Extracted entries section start

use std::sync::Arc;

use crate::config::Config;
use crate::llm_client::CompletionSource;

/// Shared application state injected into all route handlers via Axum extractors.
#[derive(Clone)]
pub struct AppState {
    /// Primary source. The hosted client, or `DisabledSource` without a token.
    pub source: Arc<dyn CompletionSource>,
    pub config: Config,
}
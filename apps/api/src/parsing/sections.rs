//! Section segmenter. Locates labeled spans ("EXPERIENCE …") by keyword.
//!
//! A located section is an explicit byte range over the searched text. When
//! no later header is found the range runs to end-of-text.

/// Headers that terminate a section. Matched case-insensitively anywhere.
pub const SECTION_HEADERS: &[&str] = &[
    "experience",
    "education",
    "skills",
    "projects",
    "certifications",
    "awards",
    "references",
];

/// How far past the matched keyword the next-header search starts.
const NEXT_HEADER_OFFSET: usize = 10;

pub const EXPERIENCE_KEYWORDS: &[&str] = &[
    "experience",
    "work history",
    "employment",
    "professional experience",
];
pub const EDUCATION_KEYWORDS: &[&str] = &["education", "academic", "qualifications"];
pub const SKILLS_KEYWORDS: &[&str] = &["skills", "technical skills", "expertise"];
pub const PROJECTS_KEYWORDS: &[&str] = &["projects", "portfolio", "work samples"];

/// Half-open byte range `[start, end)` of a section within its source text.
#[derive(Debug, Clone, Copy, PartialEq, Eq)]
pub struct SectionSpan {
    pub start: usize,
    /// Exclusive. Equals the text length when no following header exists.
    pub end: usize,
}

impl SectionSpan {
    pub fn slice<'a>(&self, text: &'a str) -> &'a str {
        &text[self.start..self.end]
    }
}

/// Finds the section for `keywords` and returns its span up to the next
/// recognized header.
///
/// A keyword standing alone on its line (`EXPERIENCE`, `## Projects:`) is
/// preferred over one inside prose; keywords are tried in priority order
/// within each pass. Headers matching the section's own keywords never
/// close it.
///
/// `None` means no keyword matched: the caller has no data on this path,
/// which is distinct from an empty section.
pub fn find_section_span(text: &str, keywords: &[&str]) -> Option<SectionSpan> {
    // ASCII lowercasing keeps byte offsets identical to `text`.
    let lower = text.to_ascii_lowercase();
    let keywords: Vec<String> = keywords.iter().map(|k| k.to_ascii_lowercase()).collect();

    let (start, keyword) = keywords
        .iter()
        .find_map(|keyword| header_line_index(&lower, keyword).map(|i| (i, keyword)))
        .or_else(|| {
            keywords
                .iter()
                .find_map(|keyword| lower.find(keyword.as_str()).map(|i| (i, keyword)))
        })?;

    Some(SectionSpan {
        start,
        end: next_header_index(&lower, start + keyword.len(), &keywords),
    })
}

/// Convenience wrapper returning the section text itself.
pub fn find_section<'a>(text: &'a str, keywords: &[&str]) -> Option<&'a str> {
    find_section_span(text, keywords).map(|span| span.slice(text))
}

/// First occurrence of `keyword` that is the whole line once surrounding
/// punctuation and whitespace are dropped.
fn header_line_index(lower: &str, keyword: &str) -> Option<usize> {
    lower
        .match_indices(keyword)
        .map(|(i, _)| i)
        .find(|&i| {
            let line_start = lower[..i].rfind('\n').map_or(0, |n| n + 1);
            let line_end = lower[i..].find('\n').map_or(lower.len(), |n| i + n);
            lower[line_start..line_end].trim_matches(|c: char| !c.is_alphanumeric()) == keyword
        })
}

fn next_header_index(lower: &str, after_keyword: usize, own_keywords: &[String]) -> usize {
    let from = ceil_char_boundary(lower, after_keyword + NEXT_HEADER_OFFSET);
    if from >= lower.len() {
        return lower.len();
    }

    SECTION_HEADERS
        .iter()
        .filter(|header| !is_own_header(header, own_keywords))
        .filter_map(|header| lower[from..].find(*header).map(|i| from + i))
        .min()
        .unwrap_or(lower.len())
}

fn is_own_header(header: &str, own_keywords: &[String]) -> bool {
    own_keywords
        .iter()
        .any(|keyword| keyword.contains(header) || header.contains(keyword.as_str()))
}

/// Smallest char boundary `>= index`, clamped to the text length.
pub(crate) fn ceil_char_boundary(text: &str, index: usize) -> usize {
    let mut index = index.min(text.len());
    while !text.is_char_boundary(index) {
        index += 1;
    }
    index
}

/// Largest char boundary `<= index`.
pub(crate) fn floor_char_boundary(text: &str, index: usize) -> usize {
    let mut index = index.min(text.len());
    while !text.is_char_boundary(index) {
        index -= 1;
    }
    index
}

Extracted entries section end
Extracted entries section start

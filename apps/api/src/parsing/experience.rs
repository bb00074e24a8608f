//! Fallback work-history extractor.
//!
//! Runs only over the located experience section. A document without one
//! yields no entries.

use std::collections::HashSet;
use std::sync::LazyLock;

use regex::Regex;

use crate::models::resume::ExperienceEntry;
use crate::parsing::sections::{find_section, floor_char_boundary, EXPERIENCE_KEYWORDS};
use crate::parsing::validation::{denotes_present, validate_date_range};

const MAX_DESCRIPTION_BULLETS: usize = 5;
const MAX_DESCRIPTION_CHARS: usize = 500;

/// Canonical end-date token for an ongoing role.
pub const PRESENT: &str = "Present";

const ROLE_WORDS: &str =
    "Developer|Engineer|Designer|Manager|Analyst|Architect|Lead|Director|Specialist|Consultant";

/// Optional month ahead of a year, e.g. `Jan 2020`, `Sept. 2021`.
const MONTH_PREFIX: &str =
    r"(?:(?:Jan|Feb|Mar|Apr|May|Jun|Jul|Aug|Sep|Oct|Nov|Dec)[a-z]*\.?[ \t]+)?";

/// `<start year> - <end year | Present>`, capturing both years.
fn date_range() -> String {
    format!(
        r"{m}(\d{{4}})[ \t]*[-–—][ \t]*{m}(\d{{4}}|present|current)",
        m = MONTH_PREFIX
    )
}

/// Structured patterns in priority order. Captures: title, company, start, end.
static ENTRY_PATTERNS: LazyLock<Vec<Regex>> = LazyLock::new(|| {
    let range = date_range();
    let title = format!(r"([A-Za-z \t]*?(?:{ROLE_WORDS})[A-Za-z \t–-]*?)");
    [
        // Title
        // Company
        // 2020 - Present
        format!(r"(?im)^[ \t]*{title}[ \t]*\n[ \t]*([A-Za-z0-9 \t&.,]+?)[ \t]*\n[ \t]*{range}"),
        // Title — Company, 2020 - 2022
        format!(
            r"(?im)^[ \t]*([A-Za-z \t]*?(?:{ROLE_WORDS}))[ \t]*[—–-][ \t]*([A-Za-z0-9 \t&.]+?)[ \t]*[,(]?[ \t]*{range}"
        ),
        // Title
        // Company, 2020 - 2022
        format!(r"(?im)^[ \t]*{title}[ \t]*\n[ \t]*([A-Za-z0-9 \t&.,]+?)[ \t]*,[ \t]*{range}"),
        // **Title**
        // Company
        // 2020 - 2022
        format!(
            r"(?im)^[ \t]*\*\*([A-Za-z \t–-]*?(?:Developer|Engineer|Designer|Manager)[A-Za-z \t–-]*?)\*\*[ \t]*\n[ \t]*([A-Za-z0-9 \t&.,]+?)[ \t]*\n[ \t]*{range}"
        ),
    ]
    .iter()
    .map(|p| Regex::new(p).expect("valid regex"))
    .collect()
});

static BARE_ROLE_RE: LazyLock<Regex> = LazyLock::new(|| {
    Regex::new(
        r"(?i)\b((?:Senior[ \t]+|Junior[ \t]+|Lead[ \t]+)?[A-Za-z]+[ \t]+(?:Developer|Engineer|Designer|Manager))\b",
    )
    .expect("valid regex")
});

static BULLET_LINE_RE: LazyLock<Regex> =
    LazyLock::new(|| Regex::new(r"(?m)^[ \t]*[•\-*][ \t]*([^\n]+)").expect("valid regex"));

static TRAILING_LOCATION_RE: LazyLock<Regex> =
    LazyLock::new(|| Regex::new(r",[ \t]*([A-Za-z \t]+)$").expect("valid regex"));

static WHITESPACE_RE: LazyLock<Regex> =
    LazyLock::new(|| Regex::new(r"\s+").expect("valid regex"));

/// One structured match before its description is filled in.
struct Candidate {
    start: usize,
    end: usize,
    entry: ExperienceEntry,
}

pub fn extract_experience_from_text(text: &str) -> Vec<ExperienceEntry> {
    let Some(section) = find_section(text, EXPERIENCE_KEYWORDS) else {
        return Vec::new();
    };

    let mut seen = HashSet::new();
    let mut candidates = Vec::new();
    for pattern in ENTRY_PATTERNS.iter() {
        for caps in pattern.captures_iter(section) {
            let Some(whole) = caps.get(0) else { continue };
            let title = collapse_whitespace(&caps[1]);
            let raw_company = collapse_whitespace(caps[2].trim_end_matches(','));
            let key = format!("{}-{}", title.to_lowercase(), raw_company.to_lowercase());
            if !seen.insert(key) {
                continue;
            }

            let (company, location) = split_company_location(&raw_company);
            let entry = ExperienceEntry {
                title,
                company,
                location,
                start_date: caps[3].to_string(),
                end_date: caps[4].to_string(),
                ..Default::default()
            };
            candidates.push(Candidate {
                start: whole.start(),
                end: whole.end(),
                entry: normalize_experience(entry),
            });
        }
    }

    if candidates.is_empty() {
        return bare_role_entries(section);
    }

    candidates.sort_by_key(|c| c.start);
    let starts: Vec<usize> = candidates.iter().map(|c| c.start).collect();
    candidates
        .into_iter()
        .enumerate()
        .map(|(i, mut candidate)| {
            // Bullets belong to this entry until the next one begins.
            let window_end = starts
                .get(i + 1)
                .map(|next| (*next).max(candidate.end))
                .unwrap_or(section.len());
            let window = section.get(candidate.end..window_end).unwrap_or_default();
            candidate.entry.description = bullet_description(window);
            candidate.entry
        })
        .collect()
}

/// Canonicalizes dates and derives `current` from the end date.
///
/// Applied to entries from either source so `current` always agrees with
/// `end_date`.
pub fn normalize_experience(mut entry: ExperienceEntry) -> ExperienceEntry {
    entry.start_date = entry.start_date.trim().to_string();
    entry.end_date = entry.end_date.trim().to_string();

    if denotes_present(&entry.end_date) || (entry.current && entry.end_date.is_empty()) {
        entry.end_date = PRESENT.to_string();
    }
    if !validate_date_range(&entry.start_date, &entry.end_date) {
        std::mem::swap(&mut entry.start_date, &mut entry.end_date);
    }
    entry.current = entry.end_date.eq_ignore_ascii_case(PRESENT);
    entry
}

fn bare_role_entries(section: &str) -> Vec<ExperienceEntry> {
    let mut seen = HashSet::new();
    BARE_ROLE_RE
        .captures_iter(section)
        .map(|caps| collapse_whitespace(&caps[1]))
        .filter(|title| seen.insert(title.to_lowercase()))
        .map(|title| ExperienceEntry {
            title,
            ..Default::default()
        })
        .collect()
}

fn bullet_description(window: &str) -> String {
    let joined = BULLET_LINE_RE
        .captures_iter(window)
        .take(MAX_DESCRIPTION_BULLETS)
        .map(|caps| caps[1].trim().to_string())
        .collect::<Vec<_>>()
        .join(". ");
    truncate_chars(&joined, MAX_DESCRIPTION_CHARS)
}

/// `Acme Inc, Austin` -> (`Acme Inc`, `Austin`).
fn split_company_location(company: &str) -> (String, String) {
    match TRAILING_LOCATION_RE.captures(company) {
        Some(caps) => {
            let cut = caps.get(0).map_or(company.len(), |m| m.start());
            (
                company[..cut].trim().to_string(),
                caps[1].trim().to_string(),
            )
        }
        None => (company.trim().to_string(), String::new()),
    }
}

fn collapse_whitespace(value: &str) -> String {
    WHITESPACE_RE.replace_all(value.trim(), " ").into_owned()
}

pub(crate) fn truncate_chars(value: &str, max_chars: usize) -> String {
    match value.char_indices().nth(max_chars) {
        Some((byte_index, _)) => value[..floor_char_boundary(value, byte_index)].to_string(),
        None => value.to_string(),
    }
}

Extracted entries section end

Your answer should consist only of the lines above between the line holding "use std::sync::Arc;" and the line holding "#[derive(Debug, Clone, Copy, PartialEq, Eq)]", inclusive, each transcribed exactly.

- [Answer to the exercise]:
use std::sync::Arc;

use crate::config::Config;
use crate::llm_client::CompletionSource;

/// Shared application state injected into all route handlers via Axum extractors.
#[derive(Clone)]
pub struct AppState {
    /// Primary source. The hosted client, or `DisabledSource` without a token.
    pub source: Arc<dyn CompletionSource>,
    pub config: Config,
}
filename apps/api/src/parsing/sections.rs
//! Section segmenter. Locates labeled spans ("EXPERIENCE …") by keyword.
//!
//! A located section is an explicit byte range over the searched text. When
//! no later header is found the range runs to end-of-text.

/// Headers that terminate a section. Matched case-insensitively anywhere.
pub const SECTION_HEADERS: &[&str] = &[
    "experience",
    "education",
    "skills",
    "projects",
    "certifications",
    "awards",
    "references",
];

/// How far past the matched keyword the next-header search starts.
const NEXT_HEADER_OFFSET: usize = 10;

pub const EXPERIENCE_KEYWORDS: &[&str] = &[
    "experience",
    "work history",
    "employment",
    "professional experience",
];
pub const EDUCATION_KEYWORDS: &[&str] = &["education", "academic", "qualifications"];
pub const SKILLS_KEYWORDS: &[&str] = &["skills", "technical skills", "expertise"];
pub const PROJECTS_KEYWORDS: &[&str] = &["projects", "portfolio", "work samples"];

/// Half-open byte range `[start, end)` of a section within its source text.
#[derive(Debug, Clone, Copy, PartialEq, Eq)]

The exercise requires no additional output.